EXERCISE BRIEF: Only a number is wanted: how many lines of the entries include the string "RtspRequest"?
-- LISTED ENTRIES follows --
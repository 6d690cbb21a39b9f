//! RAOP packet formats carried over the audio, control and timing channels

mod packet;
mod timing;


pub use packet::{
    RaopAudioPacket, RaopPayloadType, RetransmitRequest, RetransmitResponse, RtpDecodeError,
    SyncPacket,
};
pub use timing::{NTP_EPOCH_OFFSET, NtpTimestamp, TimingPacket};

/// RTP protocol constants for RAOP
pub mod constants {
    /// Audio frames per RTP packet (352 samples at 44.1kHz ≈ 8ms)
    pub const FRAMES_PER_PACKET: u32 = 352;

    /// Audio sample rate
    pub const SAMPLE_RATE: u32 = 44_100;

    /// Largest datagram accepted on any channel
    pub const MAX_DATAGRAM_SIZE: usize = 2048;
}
-- LISTED ENTRIES concluded --
-- LISTED ENTRIES follows --
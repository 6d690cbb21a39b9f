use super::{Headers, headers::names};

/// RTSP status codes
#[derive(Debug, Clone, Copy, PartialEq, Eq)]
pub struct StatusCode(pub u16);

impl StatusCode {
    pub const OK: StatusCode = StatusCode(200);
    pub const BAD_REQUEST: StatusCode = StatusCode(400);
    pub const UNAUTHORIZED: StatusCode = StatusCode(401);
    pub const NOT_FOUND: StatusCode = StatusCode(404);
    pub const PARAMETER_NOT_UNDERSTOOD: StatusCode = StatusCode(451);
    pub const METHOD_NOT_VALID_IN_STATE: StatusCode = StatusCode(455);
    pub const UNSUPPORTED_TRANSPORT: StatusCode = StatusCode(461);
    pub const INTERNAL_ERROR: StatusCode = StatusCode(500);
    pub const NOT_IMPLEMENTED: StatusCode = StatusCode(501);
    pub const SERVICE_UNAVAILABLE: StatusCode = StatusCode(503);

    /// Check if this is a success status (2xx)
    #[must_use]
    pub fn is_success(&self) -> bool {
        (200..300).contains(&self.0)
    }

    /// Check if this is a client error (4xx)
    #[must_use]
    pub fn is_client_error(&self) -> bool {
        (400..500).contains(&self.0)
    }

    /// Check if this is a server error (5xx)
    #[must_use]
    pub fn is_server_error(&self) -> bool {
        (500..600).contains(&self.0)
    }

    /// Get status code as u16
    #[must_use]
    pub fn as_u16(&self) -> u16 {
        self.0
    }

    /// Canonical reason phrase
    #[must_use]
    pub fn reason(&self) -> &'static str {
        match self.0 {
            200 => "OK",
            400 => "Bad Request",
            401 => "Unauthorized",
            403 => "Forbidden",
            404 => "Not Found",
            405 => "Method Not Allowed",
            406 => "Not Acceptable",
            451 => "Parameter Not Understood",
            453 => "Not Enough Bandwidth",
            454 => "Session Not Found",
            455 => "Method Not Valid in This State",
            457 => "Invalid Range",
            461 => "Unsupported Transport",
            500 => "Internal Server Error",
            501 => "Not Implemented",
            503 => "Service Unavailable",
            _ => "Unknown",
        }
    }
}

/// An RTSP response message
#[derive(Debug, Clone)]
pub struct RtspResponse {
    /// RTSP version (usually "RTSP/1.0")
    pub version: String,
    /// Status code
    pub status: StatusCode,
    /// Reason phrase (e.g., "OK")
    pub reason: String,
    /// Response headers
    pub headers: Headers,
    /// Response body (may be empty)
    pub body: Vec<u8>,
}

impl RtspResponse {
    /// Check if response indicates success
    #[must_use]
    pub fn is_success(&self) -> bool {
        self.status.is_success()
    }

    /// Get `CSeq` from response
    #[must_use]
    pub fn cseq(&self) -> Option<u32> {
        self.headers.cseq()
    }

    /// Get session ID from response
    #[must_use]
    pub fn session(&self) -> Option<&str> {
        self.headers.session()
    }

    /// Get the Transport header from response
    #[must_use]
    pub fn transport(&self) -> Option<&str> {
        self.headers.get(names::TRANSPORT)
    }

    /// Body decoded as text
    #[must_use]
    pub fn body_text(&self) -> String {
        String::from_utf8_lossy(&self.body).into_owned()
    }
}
-- LISTED ENTRIES concluded --
-- LISTED ENTRIES follows --
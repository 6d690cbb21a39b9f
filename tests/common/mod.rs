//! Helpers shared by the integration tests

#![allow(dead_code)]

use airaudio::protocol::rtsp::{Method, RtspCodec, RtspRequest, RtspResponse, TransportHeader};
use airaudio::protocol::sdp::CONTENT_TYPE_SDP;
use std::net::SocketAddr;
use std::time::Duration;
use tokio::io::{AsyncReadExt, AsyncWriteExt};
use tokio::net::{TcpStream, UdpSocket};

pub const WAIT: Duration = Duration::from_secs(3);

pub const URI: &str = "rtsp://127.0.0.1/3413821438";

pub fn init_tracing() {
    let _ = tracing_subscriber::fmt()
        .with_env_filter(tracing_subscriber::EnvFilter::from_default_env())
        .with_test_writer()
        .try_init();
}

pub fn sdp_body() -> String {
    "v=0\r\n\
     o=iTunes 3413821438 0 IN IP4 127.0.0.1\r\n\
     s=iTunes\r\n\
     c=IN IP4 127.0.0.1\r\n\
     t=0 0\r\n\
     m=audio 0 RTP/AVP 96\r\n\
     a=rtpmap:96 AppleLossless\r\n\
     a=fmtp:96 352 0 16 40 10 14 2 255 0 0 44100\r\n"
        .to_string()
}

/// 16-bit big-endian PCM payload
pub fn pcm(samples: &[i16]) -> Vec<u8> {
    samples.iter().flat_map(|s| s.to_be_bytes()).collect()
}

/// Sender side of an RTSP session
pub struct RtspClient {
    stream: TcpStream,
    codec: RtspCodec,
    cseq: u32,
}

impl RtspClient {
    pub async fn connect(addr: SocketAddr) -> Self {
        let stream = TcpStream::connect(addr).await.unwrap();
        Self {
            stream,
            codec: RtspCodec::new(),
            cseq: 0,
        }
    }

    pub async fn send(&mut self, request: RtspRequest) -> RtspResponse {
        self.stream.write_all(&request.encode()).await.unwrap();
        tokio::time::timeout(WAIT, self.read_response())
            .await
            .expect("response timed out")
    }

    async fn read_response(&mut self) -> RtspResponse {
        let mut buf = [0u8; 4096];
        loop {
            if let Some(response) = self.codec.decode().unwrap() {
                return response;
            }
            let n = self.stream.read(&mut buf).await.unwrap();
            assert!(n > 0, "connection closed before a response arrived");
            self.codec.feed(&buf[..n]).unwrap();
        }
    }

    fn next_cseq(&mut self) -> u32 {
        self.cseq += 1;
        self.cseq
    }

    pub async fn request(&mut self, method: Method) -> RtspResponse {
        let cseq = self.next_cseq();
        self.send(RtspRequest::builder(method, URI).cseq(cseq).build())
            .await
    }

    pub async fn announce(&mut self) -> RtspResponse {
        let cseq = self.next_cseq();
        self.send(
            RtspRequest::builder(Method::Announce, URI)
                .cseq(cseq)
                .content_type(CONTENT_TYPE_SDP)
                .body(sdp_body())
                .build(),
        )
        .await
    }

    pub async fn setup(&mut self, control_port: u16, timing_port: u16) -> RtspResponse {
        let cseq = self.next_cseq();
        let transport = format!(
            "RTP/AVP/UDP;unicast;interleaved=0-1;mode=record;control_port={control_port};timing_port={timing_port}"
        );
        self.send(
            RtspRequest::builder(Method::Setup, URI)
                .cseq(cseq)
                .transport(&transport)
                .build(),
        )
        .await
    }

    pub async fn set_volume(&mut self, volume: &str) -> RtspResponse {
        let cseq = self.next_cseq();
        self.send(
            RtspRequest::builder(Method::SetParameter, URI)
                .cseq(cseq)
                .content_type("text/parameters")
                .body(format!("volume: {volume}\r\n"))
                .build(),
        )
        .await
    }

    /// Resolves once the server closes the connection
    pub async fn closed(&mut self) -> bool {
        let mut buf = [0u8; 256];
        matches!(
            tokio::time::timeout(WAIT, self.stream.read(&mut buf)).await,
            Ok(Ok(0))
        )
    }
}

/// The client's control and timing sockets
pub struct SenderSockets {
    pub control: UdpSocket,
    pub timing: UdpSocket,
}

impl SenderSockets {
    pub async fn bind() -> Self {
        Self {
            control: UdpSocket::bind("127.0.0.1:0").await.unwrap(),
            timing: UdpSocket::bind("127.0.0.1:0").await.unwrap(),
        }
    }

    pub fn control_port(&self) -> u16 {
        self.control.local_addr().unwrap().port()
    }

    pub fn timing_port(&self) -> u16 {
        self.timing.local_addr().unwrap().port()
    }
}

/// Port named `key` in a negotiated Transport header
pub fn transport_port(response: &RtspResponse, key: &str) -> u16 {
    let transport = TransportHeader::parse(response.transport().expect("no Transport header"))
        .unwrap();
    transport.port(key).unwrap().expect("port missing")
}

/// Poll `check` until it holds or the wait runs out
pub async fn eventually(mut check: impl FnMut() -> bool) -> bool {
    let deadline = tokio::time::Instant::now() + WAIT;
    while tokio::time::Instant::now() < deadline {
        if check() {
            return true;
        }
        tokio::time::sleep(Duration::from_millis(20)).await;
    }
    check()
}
-- LISTED ENTRIES concluded --
EXERCISE RESPONSE: 6